Investigation of TOMM20 Interactome in Relation to Protein Quality Control and Translocation
by Metin Özdemir
Date of Examination:2023-11-09
Date of issue:2024-11-11
Advisor:Prof. Dr. Peter Rehling
Referee:Prof. Dr. Henning Urlaub
Referee:Dr. Alexander Stein
Files in this item
Name:The Thesis - Metin Özdemir.pdf
Size:50.4Mb
Format:PDF
Abstract
English
The human mitochondria are home to a vast repertoire of approximately 1,500 proteins, most of which are synthesized within the cytosol and post-translationally translocated into the mitochondria. Amidst the intricate machinery of mitochondrial translocases, the Translocase of the Outer Membrane (TOM) complex takes center stage, facilitating most of the translocation events, if not the entirety. Thus, understanding the inner workings of this complex is of considerable scientific importance.

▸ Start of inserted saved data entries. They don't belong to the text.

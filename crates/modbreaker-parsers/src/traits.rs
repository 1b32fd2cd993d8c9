// modbreaker-parsers/src/traits.rs
//! Core traits defining the parser interface for all file formats.
//!
//! Every parser takes an owned [`Bytes`] buffer, so archive payloads and
//! memory-mapped files flow through without copying. Options for all
//! parsers travel together in [`ParseOptions`].

use std::path::Path;

use bytes::Bytes;
use serde::{Deserialize, Serialize};
use thiserror::Error;

use crate::config::ConfigOptions;
use crate::economy::EconomyError;
use crate::p3d::{MeshError, MeshOptions};
use crate::pbo::{ArchiveError, ArchiveOptions};
use crate::signature::{detect_named, FileKind};

/// Errors that can occur during parsing operations
#[derive(Error, Debug)]
pub enum ParseError {
    #[error("I/O error: {0}")]
    Io(#[from] std::io::Error),

    #[error(transparent)]
    Archive(#[from] ArchiveError),

    #[error(transparent)]
    Mesh(#[from] MeshError),

    #[error(transparent)]
    Economy(#[from] EconomyError),

    #[error("Invalid texture header at offset {offset}: {message}")]
    Texture { offset: u64, message: String },

    #[error("Nested error in {context}: {source}")]
    Nested {
        context: String,
        #[source]
        source: Box<ParseError>,
    },
}

impl ParseError {
    /// Wrap this error with additional context
    pub fn with_context(self, context: impl Into<String>) -> Self {
        ParseError::Nested {
            context: context.into(),
            source: Box::new(self),
        }
    }
}

impl From<ParseError> for modbreaker_core::Error {
    fn from(err: ParseError) -> Self {
        use modbreaker_core::{Error, Stage};

        match err {
            ParseError::Io(e) => Error::Io(e),
            ParseError::Archive(e) => e.into(),
            ParseError::Mesh(e) => e.into(),
            ParseError::Economy(e) => Error::parse(Stage::Economy, 0, e.to_string()),
            ParseError::Texture { offset, message } => Error::parse(Stage::Sidecar, offset, message),
            ParseError::Nested { context, source } => Error::from(*source).with_context(context),
        }
    }
}

/// Result type alias for parsing operations
pub type ParseResult<T> = Result<T, ParseError>;

/// Configuration options for parsing
#[derive(Debug, Clone, Serialize, Deserialize)]
#[serde(default)]
pub struct ParseOptions {
    /// Archive reader options
    pub archive: ArchiveOptions,
    /// Mesh parser layouts and limits
    pub mesh: MeshOptions,
    /// Config reader thresholds
    pub config: ConfigOptions,
    /// Whether to use memory mapping for large files
    pub use_memory_mapping: bool,
    /// Minimum file size to enable memory mapping
    pub memory_mapping_threshold: u64,
}

impl Default for ParseOptions {
    fn default() -> Self {
        Self {
            archive: ArchiveOptions::default(),
            mesh: MeshOptions::default(),
            config: ConfigOptions::default(),
            use_memory_mapping: true,
            memory_mapping_threshold: 10 * 1024 * 1024, // 10 MB
        }
    }
}

impl ParseOptions {
    /// Load options from a JSON document; missing fields keep their defaults
    pub fn from_json(text: &str) -> serde_json::Result<Self> {
        serde_json::from_str(text)
    }
}

/// Core trait for all file format parsers
///
/// Implementors of this trait provide the ability to parse a specific
/// file format found in DayZ mod packages.
pub trait Parser: Send + Sync {
    /// The parsed output type
    type Output: Send + Sync;

    /// Returns the file extensions this parser handles (e.g., ["pbo"])
    fn extensions(&self) -> &[&str];

    /// Returns the magic bytes that identify this file type (if applicable)
    fn magic_bytes(&self) -> Option<&[u8]> {
        None
    }

    /// Returns a human-readable name for this parser
    fn name(&self) -> &str;

    /// Parse a buffer with default options
    fn parse(&self, data: Bytes) -> ParseResult<Self::Output> {
        self.parse_with_options(data, &ParseOptions::default())
    }

    /// Parse a buffer with custom options
    fn parse_with_options(&self, data: Bytes, options: &ParseOptions) -> ParseResult<Self::Output>;

    /// Parse from a file path
    fn parse_file(&self, path: &Path) -> ParseResult<Self::Output> {
        self.parse_file_with_options(path, &ParseOptions::default())
    }

    /// Parse from a file path with options
    fn parse_file_with_options(&self, path: &Path, options: &ParseOptions) -> ParseResult<Self::Output> {
        let data = read_source(path, options)?;
        self.parse_with_options(data, options)
            .map_err(|e| e.with_context(path.display().to_string()))
    }

    /// Check if this parser can handle a file, by magic first and then name
    fn can_parse(&self, name: &str, header: &[u8]) -> bool {
        if let Some(magic) = self.magic_bytes() {
            if header.starts_with(magic) {
                return true;
            }
        }

        let kind = FileKind::from_name(name);
        kind != FileKind::Other
            && self
                .extensions()
                .iter()
                .any(|ext| FileKind::from_extension(ext) == kind)
            && (header.is_empty() || detect_named(header, name) != crate::signature::FileFormat::Unknown)
    }
}

/// Read a whole file, memory-mapping it when it is large enough
pub fn read_source(path: &Path, options: &ParseOptions) -> std::io::Result<Bytes> {
    let file = std::fs::File::open(path)?;

    if options.use_memory_mapping {
        let metadata = file.metadata()?;
        if metadata.len() >= options.memory_mapping_threshold {
            // Safety: the map is read-only and the file is not expected to
            // change while a scan holds it.
            #[allow(unsafe_code)]
            let mmap = unsafe { memmap2::Mmap::map(&file) }?;
            return Ok(Bytes::from_owner(mmap));
        }
    }

    std::fs::read(path).map(Bytes::from)
}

While the structures of the TOM complex for yeast and humans have been available for some time, the nuanced regulation of the translocation process remains an enduring enigma in humans. In light of this, deciphering the interactome of the TOM complex emerges as a crucial endeavor. Although prior investigations in yeast models have elucidated interactions between the TOM complex and various entities such as the Sorting and Assembly Machinery (SAM) complex, Mitochondrial Contact Site, and Cristae Organizing System (MICOS) complex, as well as Voltage-Dependent Anion Channels (VDACs), the direct establishment of these interactions within the context of human mitochondria has remained absent. Hence, our study seeks to address this gap by systematically exploring the proteome associated with the TOM complex, employing TOMM20 as the molecular bait. Our experiments successfully unveiled interactions between the TOM complex and the SAM complex, MICOS complex, and VDACs, thereby shedding new light on the intricate network of mitochondrial protein translocation and interactions within the human system. We have also identified unexpected players such as MUL1, ATAD1, MTCH1, MTCH2, MARC2, and TRABD among the interacting proteins. We have investigated their roles in the quality control of mitochondrial protein translocation and their involvement in its regulation and modulation. Notably, our findings indicate that the absence of TRABD appears to exert a discernible impact on the carrier pathway import, which warrants further in-depth research.
Keywords: mitochondria; tom complex; quality control